README.md

- [BubbleGun](#bubblegun)
  * [Installation](#installation)
  * [Example graph](#example-graph)
  * [Usage and Subcommands](#usage-and-subcommands)
    + [bchains](#bchains)
    + [chainout](#chainout)
    + [compact](#compact)
    + [biggestcomp](#biggestcomp)
    + [bfs](#bfs)
    + [gamdigest](#gamdigest)

# BubbleGun

A tool for detecting Bubbles and Superbubble chains in graphs.
Takes as input a GFA file and output a JSON file with information about bubble chains and nested chains inside superbubbles.

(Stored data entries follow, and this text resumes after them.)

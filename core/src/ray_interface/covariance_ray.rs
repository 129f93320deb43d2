use serde::{Deserialize, Serialize};
use std::collections::HashMap;
use std::fmt;

/// Identifiers of the covariance fields an input ray may carry.
///
/// `*Db` fields hold power (lag 0) or magnitude (lag >= 1) in dB, `*Phase`
/// fields hold the matching argument in degrees.
#[derive(Debug, Clone, Copy, PartialEq, Eq, Hash, Serialize, Deserialize)]
#[serde(rename_all = "SCREAMING_SNAKE_CASE")]
pub enum CovarianceFieldId {
    Lag0HcDb,
    Lag0HxDb,
    Lag0VcDb,
    Lag0VxDb,
    Lag0HcvxDb,
    Lag0HcvxPhase,
    Lag0VchxDb,
    Lag0VchxPhase,
    Lag1HcDb,
    Lag1HcPhase,
    Lag1VcDb,
    Lag1VcPhase,
    Lag1HcvcDb,
    Lag1HcvcPhase,
    Lag1VchcDb,
    Lag1VchcPhase,
    Lag1VxhxDb,
    Lag1VxhxPhase,
    Lag2HcDb,
    Lag2HcPhase,
    Lag2VcDb,
    Lag2VcPhase,
    Lag3HcDb,
    Lag3HcPhase,
    Lag3VcDb,
    Lag3VcPhase,
    Rvvhh0Db,
    Rvvhh0Phase,
}

impl CovarianceFieldId {
    pub const ALL: [CovarianceFieldId; 28] = [
        CovarianceFieldId::Lag0HcDb,
        CovarianceFieldId::Lag0HxDb,
        CovarianceFieldId::Lag0VcDb,
        CovarianceFieldId::Lag0VxDb,
        CovarianceFieldId::Lag0HcvxDb,
        CovarianceFieldId::Lag0HcvxPhase,
        CovarianceFieldId::Lag0VchxDb,
        CovarianceFieldId::Lag0VchxPhase,
        CovarianceFieldId::Lag1HcDb,
        CovarianceFieldId::Lag1HcPhase,
        CovarianceFieldId::Lag1VcDb,
        CovarianceFieldId::Lag1VcPhase,
        CovarianceFieldId::Lag1HcvcDb,
        CovarianceFieldId::Lag1HcvcPhase,
        CovarianceFieldId::Lag1VchcDb,
        CovarianceFieldId::Lag1VchcPhase,
        CovarianceFieldId::Lag1VxhxDb,
        CovarianceFieldId::Lag1VxhxPhase,
        CovarianceFieldId::Lag2HcDb,
        CovarianceFieldId::Lag2HcPhase,
        CovarianceFieldId::Lag2VcDb,
        CovarianceFieldId::Lag2VcPhase,
        CovarianceFieldId::Lag3HcDb,
        CovarianceFieldId::Lag3HcPhase,
        CovarianceFieldId::Lag3VcDb,
        CovarianceFieldId::Lag3VcPhase,
        CovarianceFieldId::Rvvhh0Db,
        CovarianceFieldId::Rvvhh0Phase,
    ];

    pub fn as_str(self) -> &'static str {
        match self {
            CovarianceFieldId::Lag0HcDb => "LAG0_HC_DB",
            CovarianceFieldId::Lag0HxDb => "LAG0_HX_DB",
            CovarianceFieldId::Lag0VcDb => "LAG0_VC_DB",
            CovarianceFieldId::Lag0VxDb => "LAG0_VX_DB",
            CovarianceFieldId::Lag0HcvxDb => "LAG0_HCVX_DB",
            CovarianceFieldId::Lag0HcvxPhase => "LAG0_HCVX_PHASE",
            CovarianceFieldId::Lag0VchxDb => "LAG0_VCHX_DB",
            CovarianceFieldId::Lag0VchxPhase => "LAG0_VCHX_PHASE",
            CovarianceFieldId::Lag1HcDb => "LAG1_HC_DB",
            CovarianceFieldId::Lag1HcPhase => "LAG1_HC_PHASE",
            CovarianceFieldId::Lag1VcDb => "LAG1_VC_DB",
            CovarianceFieldId::Lag1VcPhase => "LAG1_VC_PHASE",
            CovarianceFieldId::Lag1HcvcDb => "LAG1_HCVC_DB",
            CovarianceFieldId::Lag1HcvcPhase => "LAG1_HCVC_PHASE",
            CovarianceFieldId::Lag1VchcDb => "LAG1_VCHC_DB",
            CovarianceFieldId::Lag1VchcPhase => "LAG1_VCHC_PHASE",
            CovarianceFieldId::Lag1VxhxDb => "LAG1_VXHX_DB",
            CovarianceFieldId::Lag1VxhxPhase => "LAG1_VXHX_PHASE",
            CovarianceFieldId::Lag2HcDb => "LAG2_HC_DB",
            CovarianceFieldId::Lag2HcPhase => "LAG2_HC_PHASE",
            CovarianceFieldId::Lag2VcDb => "LAG2_VC_DB",
            CovarianceFieldId::Lag2VcPhase => "LAG2_VC_PHASE",
            CovarianceFieldId::Lag3HcDb => "LAG3_HC_DB",
            CovarianceFieldId::Lag3HcPhase => "LAG3_HC_PHASE",
            CovarianceFieldId::Lag3VcDb => "LAG3_VC_DB",
            CovarianceFieldId::Lag3VcPhase => "LAG3_VC_PHASE",
            CovarianceFieldId::Rvvhh0Db => "RVVHH0_DB",
            CovarianceFieldId::Rvvhh0Phase => "RVVHH0_PHASE",
        }
    }
}

impl fmt::Display for CovarianceFieldId {
    fn fmt(&self, f: &mut fmt::Formatter<'_>) -> fmt::Result {
        f.write_str(self.as_str())
    }
}

/// Immutable per-ray metadata shared by every stage of the engine.
#[derive(Debug, Clone, PartialEq, Serialize, Deserialize)]
pub struct RayContext {
    pub gate_count: usize,
    pub start_range_km: f64,
    pub gate_spacing_km: f64,
    pub azimuth_deg: f64,
    pub elevation_deg: f64,
    pub time_secs: i64,
    pub nano_secs: u32,
    pub nyquist_mps: f64,
    pub prt_sec: f64,
    pub n_samples: usize,
    pub pulse_width_us: f64,
    pub wavelength_m: f64,
    pub radar_height_km: f64,
    #[serde(default, skip_serializing_if = "Option::is_none")]
    pub meas_xmit_power_dbm_h: Option<f64>,
    #[serde(default, skip_serializing_if = "Option::is_none")]
    pub meas_xmit_power_dbm_v: Option<f64>,
    #[serde(default)]
    pub sweep_index: usize,
    #[serde(default)]
    pub ray_index: usize,
}

impl RayContext {
    /// Range to the centre of `gate` in km.
    pub fn range_km(&self, gate: usize) -> f64 {
        self.start_range_km + gate as f64 * self.gate_spacing_km
    }
}

/// Input ray: metadata plus covariance fields looked up by name.
#[derive(Debug, Clone)]
pub struct CovarianceRay {
    pub context: RayContext,
    fields: HashMap<String, Vec<f32>>,
}

impl CovarianceRay {
    pub fn new(context: RayContext) -> Self {
        Self {
            context,
            fields: HashMap::new(),
        }
    }

    pub fn add_field(&mut self, name: impl Into<String>, data: Vec<f32>) {
        self.fields.insert(name.into(), data);
    }

    pub fn remove_field(&mut self, name: &str) -> Option<Vec<f32>> {
        self.fields.remove(name)
    }

    pub fn field(&self, name: &str) -> Option<&[f32]> {
        self.fields.get(name).map(Vec::as_slice)
    }

    pub fn field_count(&self) -> usize {
        self.fields.len()
    }
}

#[cfg(test)]
mod tests {
    use super::*;

    #[test]
    fn field_ids_serialize_to_param_names() {
        for id in CovarianceFieldId::ALL {
            let json = serde_json::to_string(&id).unwrap();
            assert_eq!(json, format!("\"{}\"", id.as_str()));
        }
    }

    #[test]
    fn ray_looks_up_fields_by_name() {
        let context = RayContext {
            gate_count: 2,
            start_range_km: 0.15,
            gate_spacing_km: 0.15,
            azimuth_deg: 10.0,
            elevation_deg: 0.5,
            time_secs: 0,
            nano_secs: 0,
            nyquist_mps: 25.0,
            prt_sec: 0.001,
            n_samples: 64,
            pulse_width_us: 1.0,
            wavelength_m: 0.1068,
            radar_height_km: 1.6,
            meas_xmit_power_dbm_h: None,
            meas_xmit_power_dbm_v: None,
            sweep_index: 0,
            ray_index: 3,
        };
        let mut ray = CovarianceRay::new(context);
        ray.add_field("lag0_hc_db", vec![-70.0, -71.0]);
        assert_eq!(ray.field("lag0_hc_db"), Some(&[-70.0f32, -71.0][..]));
        assert!(ray.field("lag0_vc_db").is_none());
        assert!((ray.context.range_km(1) - 0.30).abs() < 1e-12);
    }
}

The tools has function also to compact the graph, extract certain chains and neighborhoods in the graph for downstream analysis of the bubbles.

## Installation

BubbleGun can be installed using the setup scrip
```
python3 setup.py install
```
This will also download the needed dependencies and creat a callable entry point for the tool and it should be added to the path, so `BubbleGun` can be called anywhere to get the CLI and then be used.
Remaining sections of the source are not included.